“Ni a Pablo Escobar le tenían video traficando droga”, leía en Twitter por estos días. Las pruebas que tienen los Estados Unidos contra Jesús Santrich  son contundentes, como dijo el hoy ex Fiscal Néstor Humberto Martínez cuando le notificó al país la captura de Santrich. Y esto lo pudimos corroborar con el video que obtuvo en exclusiva Noticias RCN. En ese video, que se constituye en la prueba reina, hablan de un pago, de la combinación de una caja fuerte para que el camarada Vicente pudiese reclamarlo, de cuándo pueden entregar el producto, y Santrich advierte que está enredado y solicita a sus socios estar atentos a la operación. Evidentemente no era una operación para vender un televisor o una camionada de estos.

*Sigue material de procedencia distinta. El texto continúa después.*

//! End-to-end tests for the order fulfillment example: the full
//! emit → save → append → publish → process-manager cycle over the
//! in-memory backend.

use commitstream_core::aggregate::AggregateRoot;
use commitstream_core::stream::{AggregateId, Version};
use commitstream_runtime::process_manager::{
    CommandDispatcher, CommandEnvelope, DispatchFuture, ProcessManager,
};
use commitstream_runtime::publisher::CommitPublisher;
use commitstream_runtime::repository::{Repository, RepositoryError};
use commitstream_runtime::commit_store::CommitStore;
use commitstream_testing::mocks::{InMemoryBackend, RecordingHandler, test_clock};
use order_fulfillment::{
    FulfillmentPhase, FulfillmentProcess, FulfillmentState, Money, OrderLine, OrderState,
    OrderStatus, cancel, place, ship,
};
use std::sync::{Arc, Mutex};

/// Dispatcher that records warehouse commands.
#[derive(Default)]
struct CollectingDispatcher {
    envelopes: Mutex<Vec<CommandEnvelope>>,
}

impl CollectingDispatcher {
    fn count(&self) -> usize {
        self.envelopes
            .lock()
            .unwrap_or_else(std::sync::PoisonError::into_inner)
            .len()
    }
}

impl CommandDispatcher for CollectingDispatcher {
    fn dispatch(&self, envelope: CommandEnvelope) -> DispatchFuture<'_> {
        Box::pin(async move {
            self.envelopes
                .lock()
                .unwrap_or_else(std::sync::PoisonError::into_inner)
                .push(envelope);
            Ok(())
        })
    }
}

struct App {
    orders: Repository<OrderState, InMemoryBackend>,
    fulfillments: Repository<FulfillmentState, InMemoryBackend>,
    publisher: Arc<CommitPublisher>,
    dispatcher: Arc<CollectingDispatcher>,
}

/// Wire the write side the way a bootstrap module would: one backend, one
/// publisher, repositories per aggregate type, and the fulfillment process
/// manager subscribed to the order events it correlates.
fn app() -> App {
    let _ = tracing_subscriber::fmt()
        .with_env_filter(tracing_subscriber::EnvFilter::from_default_env())
        .with_test_writer()
        .try_init();

    let backend = Arc::new(InMemoryBackend::new());
    let store = Arc::new(CommitStore::new(backend, Arc::new(test_clock())));
    let publisher = Arc::new(CommitPublisher::new());

    let orders = Repository::new(Arc::clone(&store), Arc::clone(&publisher));
    let fulfillments: Repository<FulfillmentState, InMemoryBackend> =
        Repository::new(Arc::clone(&store), Arc::clone(&publisher));

    let dispatcher = Arc::new(CollectingDispatcher::default());
    let manager = Arc::new(ProcessManager::new(
        FulfillmentProcess,
        fulfillments.clone(),
        Arc::clone(&dispatcher) as Arc<dyn CommandDispatcher>,
    ));
    for event_type in ["OrderPlaced.v1", "OrderShipped.v1", "OrderCancelled.v1"] {
        publisher.subscribe(event_type, Arc::clone(&manager) as _);
    }

    App {
        orders,
        fulfillments,
        publisher,
        dispatcher,
    }
}

fn widget(quantity: u32) -> OrderLine {
    OrderLine {
        sku: "WIDGET".to_string(),
        quantity,
        unit_price: Money::from_cents(250),
    }
}

#[tokio::test]
#[allow(clippy::expect_used)] // Panics: Test will fail on fixture errors
async fn place_save_publish_cycle() {
    let app = app();
    let id = AggregateId::new("order-1");

    let placed_events = Arc::new(RecordingHandler::new("placed-projection"));
    app.publisher
        .subscribe("OrderPlaced.v1", Arc::clone(&placed_events) as _);

    let mut order = AggregateRoot::<OrderState>::new(id.clone());
    place(&mut order, "customer-1", vec![widget(2)]).expect("place");

    let outcome = app
        .orders
        .save(&mut order)
        .await
        .expect("save")
        .expect("commit");

    // Commit stored against base version 0; the aggregate moved to 1.
    assert_eq!(outcome.commit.base_version(), Version::INITIAL);
    assert_eq!(order.version(), Version::new(1));
    assert!(!order.has_uncommitted_events());

    // OrderPlaced was published exactly once.
    assert_eq!(placed_events.len(), 1);
    assert!(outcome.publish.is_clean());
}

#[tokio::test]
async fn load_of_nonexistent_order_fails() {
    let app = app();
    let result = app.orders.load(&AggregateId::new("nonexistent")).await;
    assert!(matches!(
        result,
        Err(RepositoryError::AggregateNotFound(id)) if id.as_str() == "nonexistent"
    ));
}

#[tokio::test]
#[allow(clippy::expect_used)] // Panics: Test will fail on fixture errors
async fn stale_concurrent_saves_have_one_winner() {
    let app = app();
    let id = AggregateId::new("order-1");

    let mut order = AggregateRoot::<OrderState>::new(id.clone());
    place(&mut order, "customer-1", vec![widget(1)]).expect("place");
    app.orders.save(&mut order).await.expect("save");

    // Two separately loaded copies, both at version 1.
    let mut shipping_copy = app.orders.load(&id).await.expect("load");
    let mut cancelling_copy = app.orders.load(&id).await.expect("load");
    ship(&mut shipping_copy, "TRACK-1").expect("ship");
    cancel(&mut cancelling_copy, "out of stock").expect("cancel");

    let (a, b) = tokio::join!(
        app.orders.save(&mut shipping_copy),
        app.orders.save(&mut cancelling_copy)
    );

    let winners = [&a, &b].iter().filter(|r| r.is_ok()).count();
    assert_eq!(winners, 1, "exactly one of the two appends may succeed");
    let loser = if a.is_err() { a } else { b };
    assert!(loser.expect_err("loser").is_concurrency());

    // The stream holds exactly two commits; the order is in one terminal
    // state, not both.
    let settled = app.orders.load(&id).await.expect("load");
    assert_eq!(settled.version(), Version::new(2));
    assert!(matches!(
        settled.state().status,
        OrderStatus::Shipped | OrderStatus::Cancelled
    ));
}

#[tokio::test]
#[allow(clippy::expect_used)] // Panics: Test will fail on fixture errors
async fn idempotent_load_returns_equal_aggregates() {
    let app = app();
    let id = AggregateId::new("order-1");

    let mut order = AggregateRoot::<OrderState>::new(id.clone());
    place(&mut order, "customer-1", vec![widget(3)]).expect("place");
    app.orders.save(&mut order).await.expect("save");

    let first = app.orders.load(&id).await.expect("load");
    let second = app.orders.load(&id).await.expect("load");
    assert_eq!(first.state(), second.state());
    assert_eq!(first.version(), second.version());
}

#[tokio::test]
#[allow(clippy::expect_used)] // Panics: Test will fail on fixture errors
async fn fulfillment_saga_follows_the_order() {
    let app = app();
    let id = AggregateId::new("order-1");
    let saga_id = AggregateId::new("fulfillment-order-1");

    // Place: the saga opens and a warehouse pick is commanded.
    let mut order = AggregateRoot::<OrderState>::new(id.clone());
    place(&mut order, "customer-1", vec![widget(2)]).expect("place");
    app.orders.save(&mut order).await.expect("save");

    let saga = app.fulfillments.load(&saga_id).await.expect("saga exists");
    assert_eq!(saga.state().phase, FulfillmentPhase::InProgress);
    assert_eq!(saga.state().order_id.as_deref(), Some("order-1"));
    assert_eq!(app.dispatcher.count(), 1);

    // Ship: the saga completes.
    let mut order = app.orders.load(&id).await.expect("load");
    ship(&mut order, "TRACK-1").expect("ship");
    app.orders.save(&mut order).await.expect("save");

    let saga = app.fulfillments.load(&saga_id).await.expect("load saga");
    assert!(saga.state().shipped);
    assert_eq!(saga.state().phase, FulfillmentPhase::Completed);
    assert_eq!(saga.version(), Version::new(2));
}

#[tokio::test]
#[allow(clippy::expect_used)] // Panics: Test will fail on fixture errors
async fn completed_saga_ignores_redelivered_events() {
    let app = app();
    let id = AggregateId::new("order-1");
    let saga_id = AggregateId::new("fulfillment-order-1");

    let mut order = AggregateRoot::<OrderState>::new(id.clone());
    place(&mut order, "customer-1", vec![widget(1)]).expect("place");
    let placed_commit = app
        .orders
        .save(&mut order)
        .await
        .expect("save")
        .expect("commit");

    let mut order = app.orders.load(&id).await.expect("load");
    ship(&mut order, "TRACK-1").expect("ship");
    app.orders.save(&mut order).await.expect("save");

    // Redeliver the original OrderPlaced commit (at-least-once delivery):
    // the completed saga must not reopen.
    let report = app.publisher.publish(&placed_commit.commit).await;
    assert!(report.is_clean());

    let saga = app.fulfillments.load(&saga_id).await.expect("load saga");
    assert_eq!(saga.state().phase, FulfillmentPhase::Completed);
    assert_eq!(saga.version(), Version::new(2));
    // No second warehouse pick was commanded.
    assert_eq!(app.dispatcher.count(), 1);
}

#[tokio::test]
#[allow(clippy::expect_used)] // Panics: Test will fail on fixture errors
async fn cancelled_order_aborts_the_saga() {
    let app = app();
    let id = AggregateId::new("order-1");

    let mut order = AggregateRoot::<OrderState>::new(id.clone());
    place(&mut order, "customer-1", vec![widget(1)]).expect("place");
    app.orders.save(&mut order).await.expect("save");

    let mut order = app.orders.load(&id).await.expect("load");
    cancel(&mut order, "out of stock").expect("cancel");
    app.orders.save(&mut order).await.expect("save");

    let saga = app
        .fulfillments
        .load(&AggregateId::new("fulfillment-order-1"))
        .await
        .expect("load saga");
    assert_eq!(saga.state().phase, FulfillmentPhase::Completed);
    assert!(!saga.state().shipped);
}

#[tokio::test]
#[allow(clippy::expect_used)] // Panics: Test will fail on fixture errors
async fn republish_recovers_missed_deliveries() {
    // A projection subscribed after some commits were already published
    // catches up via the explicit republish operation.
    let backend = Arc::new(InMemoryBackend::new());
    let store = Arc::new(CommitStore::new(backend, Arc::new(test_clock())));
    let publisher = Arc::new(CommitPublisher::new());
    let orders: Repository<OrderState, InMemoryBackend> =
        Repository::new(Arc::clone(&store), Arc::clone(&publisher));
    let id = AggregateId::new("order-1");

    let mut order = AggregateRoot::<OrderState>::new(id.clone());
    place(&mut order, "customer-1", vec![widget(1)]).expect("place");
    orders.save(&mut order).await.expect("save");

    // Nobody was listening; subscribe now and replay the stream.
    let late = Arc::new(RecordingHandler::new("late-projection"));
    publisher.subscribe("OrderPlaced.v1", Arc::clone(&late) as _);

    let report = publisher
        .republish_from(&store, id, Version::INITIAL)
        .await
        .expect("republish");

    assert!(report.is_clean());
    assert_eq!(late.event_types(), vec!["OrderPlaced.v1"]);
}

El video, acompañado de otras pruebas como audios y  testimonios, por ejemplo el de Marlon Marín, el sobrino de Iván Márquez que está solfeando en los Estados Unidos, son prueba suficiente de que Jesús Santrich es un narcotraficante que volvió a traficar después de firmado el Acuerdo de Paz. La operación encubierta que realizaron agentes estadounidenses se ha convertido en un argumento para decir que a Santrich se le tendió una trampa. Sin embargo, no sé ustedes, pero si a mí  alguien me preguntaran  si puedo o quiero traficar drogas la respuesta sería que no, puesto que, primero, no soy criminal y segundo, no tengo la infraestructura, que evidentemente se requiere y aun conserva Santrich, para cumplir con ese propósito. 

Santrich fue agarrado con las manos en la coca, pero hoy se encuentra libre y seguramente dispuesto a posesionarse en la curul del Congreso regalada por Santos. Se preguntarán por qué, a pesar de todas las pruebas. Porque la JEP dijo que ninguna de las pruebas les servía para determinar la fecha de la comisión del presunto delito. La Justicia Especial para la Paz solamente tiene la competencia para conocer de los actos ilícitos cometidos antes de la firma del acuerdo. Para poder adquirir esa competencia únicamente tiene que determinar la fecha de la comisión del acto. En el caso de Santrich los Estados Unidos enviaron las pruebas suficientes para determinar la fecha, y, por lo que nos hemos  enterado recientemente, lo estrictamente necesario para hacer dicha evaluación, pero desde luego sin mostrar  todas sus cartas, porque el desvelamiento completo de las pruebas se haría, como es apenas obvio, en el juicio en los Estados Unidos.  Además, también nos enteramos de que el mismo Jesús Santrich, y esto es lo más insólito, en los alegatos de conclusión le dijo a la JEP que en febrero de 2018 se reunió con los mexicanos, que, según él, eran empresarios interesados en invertir en proyectos productivos para los ex combatientes. Pero  en realidad esos mejicanos eran  agentes de la DEA haciéndose pasar por miembros del Cartel de Sinaloa. También dijo que se había reunido en junio de 2017 con Armando Gómez y Fabio Younes, ambos capturados por el mismo caso. La JEP decidió no tomar este testimonio en consideración por argumentos estrictamente procesales, alegando que las pruebas fueron allegadas por fuera de término.

El Procurador General de la Nación, Fernando Carrillo, apeló la decisión de la JEP. En mi opinión esa apelación debería exigir que se tenga en cuenta el testimonio de Santrich que establece sin lugar a dudas que las reuniones que sostuvo con los que el creía serían sus socios para traficar droga se llevaron a afecto después de firmado el acuerdo. La JEP pretende amañadamente  valorar si la conducta es ilícita o no, lo cual es ilegal, ya que eso únicamente le corresponde al juez que conoce la causa de Santrich en los Estados Unidos. Lo que legalmente corresponde  a la JEP es que determine su competencia estableciendo la fecha del acto cometido por Santrich.

Una vez la JEP tenga en cuenta las declaraciones de Santrich, su caso se debe remitirse inmediatamente a la justicia ordinaria, es decir a la Corte Suprema de Justicia, para que evalúe la solicitud de extradición y decida si la autoriza o no en uso de sus facultades y atribuciones.

A nosotros como ciudadanos consternados por los abusos derivados de un acuerdo de paz que no fue refrendado por el pueblo colombiano, nos corresponde buscar todas las maneras posibles para deshacer en derecho lo que se hizo de manera espuria.